▶ _PROBLEM DESCRIPTION_
Copy the data exactly. No line may be skipped.
== GIVEN DATA ==
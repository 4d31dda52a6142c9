//! Grafana time macros in panel SQL: detection, and rewriting into literal
//! timestamps so the query can be dry-run outside Grafana.

use std::sync::LazyLock;

use chrono::{DateTime, Duration, Utc};
use regex::{Captures, NoExpand, Regex};

const TIMESTAMP_FORMAT: &str = "%Y-%m-%d %H:%M:%S";

static TIME_FROM: LazyLock<Regex> =
    LazyLock::new(|| Regex::new(r"(?i)\$__timeFrom\(\s*\)").expect("static regex"));
static TIME_TO: LazyLock<Regex> =
    LazyLock::new(|| Regex::new(r"(?i)\$__timeTo\(\s*\)").expect("static regex"));
static TIME_FILTER: LazyLock<Regex> = LazyLock::new(|| {
    Regex::new(r"(?i)\$__timeFilter\(\s*([^)\s][^)]*?)\s*\)").expect("static regex")
});
static TIME_ALIAS: LazyLock<Regex> =
    LazyLock::new(|| Regex::new(r#"(?i)\bas\s+("time"|time\b)"#).expect("static regex"));

/// Literal bounds substituted for the time macros.
#[derive(Debug, Clone, PartialEq, Eq)]
pub struct TimeWindow {
    pub from: String,
    pub to: String,
}

impl TimeWindow {
    /// The `days`-long window ending at `now`, formatted in UTC.
    pub fn ending_at(now: DateTime<Utc>, days: i64) -> Self {
        let start = now - Duration::days(days);
        Self {
            from: start.format(TIMESTAMP_FORMAT).to_string(),
            to: now.format(TIMESTAMP_FORMAT).to_string(),
        }
    }

    pub fn last_days(days: i64) -> Self {
        Self::ending_at(Utc::now(), days)
    }
}

/// Replace `$__timeFrom()`, `$__timeTo()` and `$__timeFilter(col)` with
/// literal timestamps. Other `$__` macros are left untouched.
pub fn rewrite_time_macros(sql: &str, window: &TimeWindow) -> String {
    let from = format!("TIMESTAMP '{}'", window.from);
    let to = format!("TIMESTAMP '{}'", window.to);

    let sql = TIME_FILTER.replace_all(sql, |caps: &Captures| {
        format!("{} BETWEEN {from} AND {to}", &caps[1])
    });
    let sql = TIME_FROM.replace_all(&sql, NoExpand(&from));
    let sql = TIME_TO.replace_all(&sql, NoExpand(&to));
    sql.into_owned()
}

/// Rewrite macros, trim, and drop a single trailing semicolon.
pub fn prepare_sql(sql: &str, window: &TimeWindow) -> String {
    let rewritten = rewrite_time_macros(sql, window);
    let trimmed = rewritten.trim();
    trimmed
        .strip_suffix(';')
        .unwrap_or(trimmed)
        .trim_end()
        .to_string()
}

/// Wrap a prepared query so executing it fetches at most one row.
pub fn wrap_dry_run(sql: &str) -> String {
    format!("SELECT * FROM ({sql}) AS t LIMIT 1")
}

/// Whether the query references any of the time macros.
pub fn mentions_time_macro(sql: &str) -> bool {
    TIME_FILTER.is_match(sql) || TIME_FROM.is_match(sql) || TIME_TO.is_match(sql)
}

/// Whether the query selects a column aliased `time`.
pub fn has_time_alias(sql: &str) -> bool {
    TIME_ALIAS.is_match(sql)
}

#[cfg(test)]
mod tests {
    use super::*;
    use chrono::TimeZone;

    fn window() -> TimeWindow {
        let now = Utc.with_ymd_and_hms(2024, 3, 15, 12, 30, 0).unwrap();
        TimeWindow::ending_at(now, 7)
    }

    #[test]
    fn window_is_seven_days_in_utc() {
        let w = window();
        assert_eq!(w.from, "2024-03-08 12:30:00");
        assert_eq!(w.to, "2024-03-15 12:30:00");
    }

    #[test]
    fn rewrites_time_filter() {
        let sql = "SELECT count() FROM events WHERE $__timeFilter(ts)";
        assert_eq!(
            rewrite_time_macros(sql, &window()),
            "SELECT count() FROM events WHERE ts BETWEEN TIMESTAMP '2024-03-08 12:30:00' \
             AND TIMESTAMP '2024-03-15 12:30:00'"
        );
    }

    #[test]
    fn rewrites_from_and_to_case_insensitively() {
        let sql = "SELECT * FROM t WHERE ts >= $__TIMEFROM() AND ts < $__timeTo()";
        assert_eq!(
            rewrite_time_macros(sql, &window()),
            "SELECT * FROM t WHERE ts >= TIMESTAMP '2024-03-08 12:30:00' \
             AND ts < TIMESTAMP '2024-03-15 12:30:00'"
        );
    }

    #[test]
    fn unknown_macros_pass_through() {
        let sql = "SELECT $__timeGroup(ts, 1h) AS time, $__interval FROM t";
        assert_eq!(rewrite_time_macros(sql, &window()), sql);
    }

    #[test]
    fn empty_time_filter_is_left_alone() {
        let sql = "SELECT 1 FROM t WHERE $__timeFilter()";
        assert_eq!(rewrite_time_macros(sql, &window()), sql);
        assert_eq!(rewrite_time_macros("WHERE $__timeFilter(  )", &window()), "WHERE $__timeFilter(  )");
        assert!(!mentions_time_macro(sql));
    }

    #[test]
    fn prepare_trims_and_drops_one_semicolon() {
        let w = window();
        assert_eq!(prepare_sql("  SELECT 1;  ", &w), "SELECT 1");
        assert_eq!(prepare_sql("SELECT 1 ;", &w), "SELECT 1");
        assert_eq!(prepare_sql("SELECT 1;;", &w), "SELECT 1;");
        assert_eq!(
            wrap_dry_run(&prepare_sql("SELECT 1;", &w)),
            "SELECT * FROM (SELECT 1) AS t LIMIT 1"
        );
    }

    #[test]
    fn detects_macros_and_aliases() {
        assert!(mentions_time_macro("where $__timefilter(ts)"));
        assert!(mentions_time_macro("ts > $__timeFrom()"));
        assert!(mentions_time_macro("ts > $__timeFrom( ) AND ts < $__TIMETO(  )"));
        assert!(mentions_time_macro("WHERE $__timeFilter( created_at )"));
        assert!(!mentions_time_macro("SELECT 1"));

        assert!(has_time_alias("SELECT ts AS time, v FROM t"));
        assert!(has_time_alias("SELECT ts as \"time\", v FROM t"));
        assert!(has_time_alias("SELECT toStartOfHour(ts)  AS  TIME FROM t"));
        assert!(!has_time_alias("SELECT ts AS timestamp FROM t"));
        assert!(!has_time_alias("SELECT count() AS total FROM t"));
    }
}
===
▶ _RESULT OF THIS TASK_
repository 4d31dda52a6142c9
//! Grafana time macros in panel SQL: detection, and rewriting into literal
//! timestamps so the query can be dry-run outside Grafana.

use std::sync::LazyLock;

use chrono::{DateTime, Duration, Utc};
use regex::{Captures, NoExpand, Regex};

const TIMESTAMP_FORMAT: &str = "%Y-%m-%d %H:%M:%S";

static TIME_FROM: LazyLock<Regex> =
    LazyLock::new(|| Regex::new(r"(?i)\$__timeFrom\(\s*\)").expect("static regex"));
static TIME_TO: LazyLock<Regex> =
    LazyLock::new(|| Regex::new(r"(?i)\$__timeTo\(\s*\)").expect("static regex"));
static TIME_FILTER: LazyLock<Regex> = LazyLock::new(|| {
    Regex::new(r"(?i)\$__timeFilter\(\s*([^)\s][^)]*?)\s*\)").expect("static regex")
});
static TIME_ALIAS: LazyLock<Regex> =
    LazyLock::new(|| Regex::new(r#"(?i)\bas\s+("time"|time\b)"#).expect("static regex"));

/// Literal bounds substituted for the time macros.
#[derive(Debug, Clone, PartialEq, Eq)]
pub struct TimeWindow {
    pub from: String,
    pub to: String,
}

impl TimeWindow {
    /// The `days`-long window ending at `now`, formatted in UTC.
    pub fn ending_at(now: DateTime<Utc>, days: i64) -> Self {
        let start = now - Duration::days(days);
        Self {
            from: start.format(TIMESTAMP_FORMAT).to_string(),
            to: now.format(TIMESTAMP_FORMAT).to_string(),
        }
    }

    pub fn last_days(days: i64) -> Self {
        Self::ending_at(Utc::now(), days)
    }
}

/// Replace `$__timeFrom()`, `$__timeTo()` and `$__timeFilter(col)` with
/// literal timestamps. Other `$__` macros are left untouched.
pub fn rewrite_time_macros(sql: &str, window: &TimeWindow) -> String {
    let from = format!("TIMESTAMP '{}'", window.from);
    let to = format!("TIMESTAMP '{}'", window.to);

    let sql = TIME_FILTER.replace_all(sql, |caps: &Captures| {
        format!("{} BETWEEN {from} AND {to}", &caps[1])
    });
    let sql = TIME_FROM.replace_all(&sql, NoExpand(&from));
    let sql = TIME_TO.replace_all(&sql, NoExpand(&to));
    sql.into_owned()
}

/// Rewrite macros, trim, and drop a single trailing semicolon.
pub fn prepare_sql(sql: &str, window: &TimeWindow) -> String {
    let rewritten = rewrite_time_macros(sql, window);
    let trimmed = rewritten.trim();
    trimmed
        .strip_suffix(';')
        .unwrap_or(trimmed)
        .trim_end()
        .to_string()
}

/// Wrap a prepared query so executing it fetches at most one row.
pub fn wrap_dry_run(sql: &str) -> String {
    format!("SELECT * FROM ({sql}) AS t LIMIT 1")
}

/// Whether the query references any of the time macros.
pub fn mentions_time_macro(sql: &str) -> bool {
    TIME_FILTER.is_match(sql) || TIME_FROM.is_match(sql) || TIME_TO.is_match(sql)
}

/// Whether the query selects a column aliased `time`.
pub fn has_time_alias(sql: &str) -> bool {
    TIME_ALIAS.is_match(sql)
}

#[cfg(test)]
mod tests {
    use super::*;
    use chrono::TimeZone;

    fn window() -> TimeWindow {
        let now = Utc.with_ymd_and_hms(2024, 3, 15, 12, 30, 0).unwrap();
        TimeWindow::ending_at(now, 7)
    }

    #[test]
    fn window_is_seven_days_in_utc() {
        let w = window();
        assert_eq!(w.from, "2024-03-08 12:30:00");
        assert_eq!(w.to, "2024-03-15 12:30:00");
    }

    #[test]
    fn rewrites_time_filter() {
        let sql = "SELECT count() FROM events WHERE $__timeFilter(ts)";
        assert_eq!(
            rewrite_time_macros(sql, &window()),
            "SELECT count() FROM events WHERE ts BETWEEN TIMESTAMP '2024-03-08 12:30:00' \
             AND TIMESTAMP '2024-03-15 12:30:00'"
        );
    }

    #[test]
    fn rewrites_from_and_to_case_insensitively() {
        let sql = "SELECT * FROM t WHERE ts >= $__TIMEFROM() AND ts < $__timeTo()";
        assert_eq!(
            rewrite_time_macros(sql, &window()),
            "SELECT * FROM t WHERE ts >= TIMESTAMP '2024-03-08 12:30:00' \
             AND ts < TIMESTAMP '2024-03-15 12:30:00'"
        );
    }

    #[test]
    fn unknown_macros_pass_through() {
        let sql = "SELECT $__timeGroup(ts, 1h) AS time, $__interval FROM t";
        assert_eq!(rewrite_time_macros(sql, &window()), sql);
    }

    #[test]
    fn empty_time_filter_is_left_alone() {
        let sql = "SELECT 1 FROM t WHERE $__timeFilter()";
        assert_eq!(rewrite_time_macros(sql, &window()), sql);
        assert_eq!(rewrite_time_macros("WHERE $__timeFilter(  )", &window()), "WHERE $__timeFilter(  )");
        assert!(!mentions_time_macro(sql));
    }

    #[test]
    fn prepare_trims_and_drops_one_semicolon() {
        let w = window();
        assert_eq!(prepare_sql("  SELECT 1;  ", &w), "SELECT 1");
        assert_eq!(prepare_sql("SELECT 1 ;", &w), "SELECT 1");
        assert_eq!(prepare_sql("SELECT 1;;", &w), "SELECT 1;");
        assert_eq!(
            wrap_dry_run(&prepare_sql("SELECT 1;", &w)),
            "SELECT * FROM (SELECT 1) AS t LIMIT 1"
        );
    }

    #[test]
    fn detects_macros_and_aliases() {
        assert!(mentions_time_macro("where $__timefilter(ts)"));
        assert!(mentions_time_macro("ts > $__timeFrom()"));
        assert!(mentions_time_macro("ts > $__timeFrom( ) AND ts < $__TIMETO(  )"));
        assert!(mentions_time_macro("WHERE $__timeFilter( created_at )"));
        assert!(!mentions_time_macro("SELECT 1"));

        assert!(has_time_alias("SELECT ts AS time, v FROM t"));
        assert!(has_time_alias("SELECT ts as \"time\", v FROM t"));
        assert!(has_time_alias("SELECT toStartOfHour(ts)  AS  TIME FROM t"));
        assert!(!has_time_alias("SELECT ts AS timestamp FROM t"));
        assert!(!has_time_alias("SELECT count() AS total FROM t"));
    }
}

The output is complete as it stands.